### TRY IT:
Your response should contain every record below, copied exactly.

### DATA TO EXAMINE:

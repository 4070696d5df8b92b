//! Feature vectors and the matrix handed to the cluster engine.

use std::collections::HashSet;

use crate::error::{Result, SortError};

/// Numeric features of one part record.
pub type FeatureVector = Vec<f64>;

/// Feature vectors aligned with an inventory, all of the same length.
#[derive(Debug, Clone, Default, PartialEq)]
pub struct FeatureMatrix {
    rows: Vec<FeatureVector>,
    dims: usize,
}

impl FeatureMatrix {
    /// Build a matrix, checking every row has the same length.
    pub fn new(rows: Vec<FeatureVector>) -> Result<Self> {
        let dims = rows.first().map(Vec::len).unwrap_or(0);
        if let Some((idx, row)) = rows.iter().enumerate().find(|(_, r)| r.len() != dims) {
            return Err(SortError::invalid_parameter(
                "features",
                format!(
                    "row {} has {} dimensions, expected {}",
                    idx,
                    row.len(),
                    dims
                ),
            ));
        }
        if let Some(idx) = rows.iter().position(|r| r.iter().any(|v| !v.is_finite())) {
            return Err(SortError::invalid_parameter(
                "features",
                format!("row {} contains a non-finite value", idx),
            ));
        }
        Ok(Self { rows, dims })
    }

    /// Rows in inventory order.
    pub fn rows(&self) -> &[FeatureVector] {
        &self.rows
    }

    /// Number of rows.
    pub fn len(&self) -> usize {
        self.rows.len()
    }

    /// Whether the matrix has no rows.
    pub fn is_empty(&self) -> bool {
        self.rows.is_empty()
    }

    /// Vector length shared by every row.
    pub fn dims(&self) -> usize {
        self.dims
    }

    /// Number of distinct rows.
    pub fn distinct_rows(&self) -> usize {
        self.rows
            .iter()
            .map(|row| row.iter().map(|v| (v + 0.0).to_bits()).collect::<Vec<u64>>())
            .collect::<HashSet<_>>()
            .len()
    }
}
//! Distance and clustering quality metrics.

use rayon::prelude::*;

/// Squared Euclidean distance.
#[inline]
pub fn squared_distance(a: &[f64], b: &[f64]) -> f64 {
    a.iter().zip(b).map(|(x, y)| (x - y) * (x - y)).sum()
}

/// Euclidean distance.
#[inline]
pub fn euclidean_distance(a: &[f64], b: &[f64]) -> f64 {
    squared_distance(a, b).sqrt()
}

/// Within-cluster sum of squared distances to the assigned centroid.
pub fn inertia(rows: &[Vec<f64>], assignments: &[usize], centroids: &[Vec<f64>]) -> f64 {
    rows.iter()
        .zip(assignments)
        .map(|(row, &c)| squared_distance(row, &centroids[c]))
        .sum()
}

/// Mean silhouette coefficient over all points.
///
/// Returns `None` unless at least two clusters are populated and at least one
/// cluster holds fewer than all points.
pub fn silhouette_score(rows: &[Vec<f64>], assignments: &[usize], k: usize) -> Option<f64> {
    let n = rows.len();
    let mut sizes = vec![0usize; k];
    for &c in assignments {
        sizes[c] += 1;
    }
    let populated = sizes.iter().filter(|&&s| s > 0).count();
    if populated < 2 || populated >= n {
        return None;
    }

    let per_point: Vec<f64> = (0..n)
        .into_par_iter()
        .map(|i| {
            let own = assignments[i];
            if sizes[own] < 2 {
                return 0.0;
            }
            let mut sums = vec![0.0; k];
            for (j, row) in rows.iter().enumerate() {
                if i != j {
                    sums[assignments[j]] += euclidean_distance(&rows[i], row);
                }
            }
            let a = sums[own] / (sizes[own] - 1) as f64;
            let b = (0..k)
                .filter(|&c| c != own && sizes[c] > 0)
                .map(|c| sums[c] / sizes[c] as f64)
                .fold(f64::INFINITY, f64::min);
            let denom = a.max(b);
            if denom > 0.0 {
                (b - a) / denom
            } else {
                0.0
            }
        })
        .collect();

    Some(per_point.iter().sum::<f64>() / n as f64)
}
//! Color palette used to turn color codes into a numeric signal.
//!
//! Color ids are arbitrary codes, so their ordinal value carries no meaning.
//! The encoder works on sRGB channels instead.

use crate::parser::fields::normalize_name;

/// Rebrickable / LDraw color id, name and sRGB value.
const PALETTE: &[(u16, &str, u32)] = &[
    (0, "Black", 0x05131D),
    (1, "Blue", 0x0055BF),
    (2, "Green", 0x237841),
    (3, "Dark Turquoise", 0x008F9B),
    (4, "Red", 0xC91A09),
    (5, "Dark Pink", 0xC870A0),
    (6, "Brown", 0x583927),
    (7, "Light Gray", 0x9BA19D),
    (8, "Dark Gray", 0x6D6E5C),
    (9, "Light Blue", 0xB4D2E3),
    (10, "Bright Green", 0x4B9F4A),
    (11, "Light Turquoise", 0x55A5AF),
    (12, "Salmon", 0xF2705E),
    (13, "Pink", 0xFC97AC),
    (14, "Yellow", 0xF2CD37),
    (15, "White", 0xFFFFFF),
    (17, "Light Green", 0xC2DAB8),
    (18, "Light Yellow", 0xFBE696),
    (19, "Tan", 0xE4CD9E),
    (22, "Purple", 0x81007B),
    (25, "Orange", 0xFE8A18),
    (26, "Magenta", 0x923978),
    (27, "Lime", 0xBBE90B),
    (28, "Dark Tan", 0x958A73),
    (29, "Bright Pink", 0xE4ADC8),
    (33, "Trans-Dark Blue", 0x0020A0),
    (34, "Trans-Green", 0x84B68D),
    (36, "Trans-Red", 0xC91A09),
    (40, "Trans-Black", 0x635F52),
    (41, "Trans-Light Blue", 0xAEEFEC),
    (46, "Trans-Yellow", 0xF5CD2F),
    (47, "Trans-Clear", 0xFCFCFC),
    (70, "Reddish Brown", 0x582A12),
    (71, "Light Bluish Gray", 0xA0A5A9),
    (72, "Dark Bluish Gray", 0x6C6E68),
    (73, "Medium Blue", 0x5A93DB),
    (84, "Medium Nougat", 0xAA7D55),
    (85, "Dark Purple", 0x3F3691),
    (191, "Bright Light Orange", 0xF8BB3D),
    (226, "Bright Light Yellow", 0xFFF03A),
    (272, "Dark Blue", 0x0A3463),
    (288, "Dark Green", 0x184632),
    (308, "Dark Brown", 0x352100),
    (320, "Dark Red", 0x720E0F),
    (326, "Yellowish Green", 0xDFEEA5),
    (378, "Sand Green", 0xA0BCAC),
    (379, "Sand Blue", 0x6074A1),
    (484, "Dark Orange", 0xA95500),
];

/// Value used for colors outside the palette.
const NEUTRAL: u32 = 0x808080;

/// sRGB of a color id or name.
pub fn lookup(color: &str) -> Option<u32> {
    let color = color.trim();
    if let Ok(id) = color.parse::<u16>() {
        return PALETTE.iter().find(|(i, _, _)| *i == id).map(|(_, _, rgb)| *rgb);
    }
    let wanted = normalize_name(color);
    PALETTE
        .iter()
        .find(|(_, name, _)| normalize_name(name) == wanted)
        .map(|(_, _, rgb)| *rgb)
}

/// Color channels scaled to [0, 1]; unknown colors map to mid gray.
pub fn channels(color: &str) -> [f64; 3] {
    let rgb = lookup(color).unwrap_or(NEUTRAL);
    [
        f64::from((rgb >> 16) & 0xFF) / 255.0,
        f64::from((rgb >> 8) & 0xFF) / 255.0,
        f64::from(rgb & 0xFF) / 255.0,
    ]
}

### RESULT FOR THIS EXERCISE:
repository 4070696d5df8b92b
//! Feature vectors and the matrix handed to the cluster engine.

use std::collections::HashSet;

use crate::error::{Result, SortError};

/// Numeric features of one part record.
pub type FeatureVector = Vec<f64>;

/// Feature vectors aligned with an inventory, all of the same length.
#[derive(Debug, Clone, Default, PartialEq)]
pub struct FeatureMatrix {
    rows: Vec<FeatureVector>,
    dims: usize,
}

impl FeatureMatrix {
    /// Build a matrix, checking every row has the same length.
    pub fn new(rows: Vec<FeatureVector>) -> Result<Self> {
        let dims = rows.first().map(Vec::len).unwrap_or(0);
        if let Some((idx, row)) = rows.iter().enumerate().find(|(_, r)| r.len() != dims) {
            return Err(SortError::invalid_parameter(
                "features",
                format!(
                    "row {} has {} dimensions, expected {}",
                    idx,
                    row.len(),
                    dims
                ),
            ));
        }
        if let Some(idx) = rows.iter().position(|r| r.iter().any(|v| !v.is_finite())) {
            return Err(SortError::invalid_parameter(
                "features",
                format!("row {} contains a non-finite value", idx),
            ));
        }
        Ok(Self { rows, dims })
    }

    /// Rows in inventory order.
    pub fn rows(&self) -> &[FeatureVector] {
        &self.rows
    }

    /// Number of rows.
    pub fn len(&self) -> usize {
        self.rows.len()
    }

    /// Whether the matrix has no rows.
    pub fn is_empty(&self) -> bool {
        self.rows.is_empty()
    }

    /// Vector length shared by every row.
    pub fn dims(&self) -> usize {
        self.dims
    }

    /// Number of distinct rows.
    pub fn distinct_rows(&self) -> usize {
        self.rows
            .iter()
            .map(|row| row.iter().map(|v| (v + 0.0).to_bits()).collect::<Vec<u64>>())
            .collect::<HashSet<_>>()
            .len()
    }
}
//! Distance and clustering quality metrics.

use rayon::prelude::*;

/// Squared Euclidean distance.
#[inline]
pub fn squared_distance(a: &[f64], b: &[f64]) -> f64 {
    a.iter().zip(b).map(|(x, y)| (x - y) * (x - y)).sum()
}

/// Euclidean distance.
#[inline]
pub fn euclidean_distance(a: &[f64], b: &[f64]) -> f64 {
    squared_distance(a, b).sqrt()
}

/// Within-cluster sum of squared distances to the assigned centroid.
pub fn inertia(rows: &[Vec<f64>], assignments: &[usize], centroids: &[Vec<f64>]) -> f64 {
    rows.iter()
        .zip(assignments)
        .map(|(row, &c)| squared_distance(row, &centroids[c]))
        .sum()
}

/// Mean silhouette coefficient over all points.
///
/// Returns `None` unless at least two clusters are populated and at least one
/// cluster holds fewer than all points.
pub fn silhouette_score(rows: &[Vec<f64>], assignments: &[usize], k: usize) -> Option<f64> {
    let n = rows.len();
    let mut sizes = vec![0usize; k];
    for &c in assignments {
        sizes[c] += 1;
    }
    let populated = sizes.iter().filter(|&&s| s > 0).count();
    if populated < 2 || populated >= n {
        return None;
    }

    let per_point: Vec<f64> = (0..n)
        .into_par_iter()
        .map(|i| {
            let own = assignments[i];
            if sizes[own] < 2 {
                return 0.0;
            }
            let mut sums = vec![0.0; k];
            for (j, row) in rows.iter().enumerate() {
                if i != j {
                    sums[assignments[j]] += euclidean_distance(&rows[i], row);
                }
            }
            let a = sums[own] / (sizes[own] - 1) as f64;
            let b = (0..k)
                .filter(|&c| c != own && sizes[c] > 0)
                .map(|c| sums[c] / sizes[c] as f64)
                .fold(f64::INFINITY, f64::min);
            let denom = a.max(b);
            if denom > 0.0 {
                (b - a) / denom
            } else {
                0.0
            }
        })
        .collect();

    Some(per_point.iter().sum::<f64>() / n as f64)
}
//! Color palette used to turn color codes into a numeric signal.
//!
//! Color ids are arbitrary codes, so their ordinal value carries no meaning.
//! The encoder works on sRGB channels instead.

use crate::parser::fields::normalize_name;

/// Rebrickable / LDraw color id, name and sRGB value.
const PALETTE: &[(u16, &str, u32)] = &[
    (0, "Black", 0x05131D),
    (1, "Blue", 0x0055BF),
    (2, "Green", 0x237841),
    (3, "Dark Turquoise", 0x008F9B),
    (4, "Red", 0xC91A09),
    (5, "Dark Pink", 0xC870A0),
    (6, "Brown", 0x583927),
    (7, "Light Gray", 0x9BA19D),
    (8, "Dark Gray", 0x6D6E5C),
    (9, "Light Blue", 0xB4D2E3),
    (10, "Bright Green", 0x4B9F4A),
    (11, "Light Turquoise", 0x55A5AF),
    (12, "Salmon", 0xF2705E),
    (13, "Pink", 0xFC97AC),
    (14, "Yellow", 0xF2CD37),
    (15, "White", 0xFFFFFF),
    (17, "Light Green", 0xC2DAB8),
    (18, "Light Yellow", 0xFBE696),
    (19, "Tan", 0xE4CD9E),
    (22, "Purple", 0x81007B),
    (25, "Orange", 0xFE8A18),
    (26, "Magenta", 0x923978),
    (27, "Lime", 0xBBE90B),
    (28, "Dark Tan", 0x958A73),
    (29, "Bright Pink", 0xE4ADC8),
    (33, "Trans-Dark Blue", 0x0020A0),
    (34, "Trans-Green", 0x84B68D),
    (36, "Trans-Red", 0xC91A09),
    (40, "Trans-Black", 0x635F52),
    (41, "Trans-Light Blue", 0xAEEFEC),
    (46, "Trans-Yellow", 0xF5CD2F),
    (47, "Trans-Clear", 0xFCFCFC),
    (70, "Reddish Brown", 0x582A12),
    (71, "Light Bluish Gray", 0xA0A5A9),
    (72, "Dark Bluish Gray", 0x6C6E68),
    (73, "Medium Blue", 0x5A93DB),
    (84, "Medium Nougat", 0xAA7D55),
    (85, "Dark Purple", 0x3F3691),
    (191, "Bright Light Orange", 0xF8BB3D),
    (226, "Bright Light Yellow", 0xFFF03A),
    (272, "Dark Blue", 0x0A3463),
    (288, "Dark Green", 0x184632),
    (308, "Dark Brown", 0x352100),
    (320, "Dark Red", 0x720E0F),
    (326, "Yellowish Green", 0xDFEEA5),
    (378, "Sand Green", 0xA0BCAC),
    (379, "Sand Blue", 0x6074A1),
    (484, "Dark Orange", 0xA95500),
];

/// Value used for colors outside the palette.
const NEUTRAL: u32 = 0x808080;

/// sRGB of a color id or name.
pub fn lookup(color: &str) -> Option<u32> {
    let color = color.trim();
    if let Ok(id) = color.parse::<u16>() {
        return PALETTE.iter().find(|(i, _, _)| *i == id).map(|(_, _, rgb)| *rgb);
    }
    let wanted = normalize_name(color);
    PALETTE
        .iter()
        .find(|(_, name, _)| normalize_name(name) == wanted)
        .map(|(_, _, rgb)| *rgb)
}

/// Color channels scaled to [0, 1]; unknown colors map to mid gray.
pub fn channels(color: &str) -> [f64; 3] {
    let rgb = lookup(color).unwrap_or(NEUTRAL);
    [
        f64::from((rgb >> 16) & 0xFF) / 255.0,
        f64::from((rgb >> 8) & 0xFF) / 255.0,
        f64::from(rgb & 0xFF) / 255.0,
    ]
}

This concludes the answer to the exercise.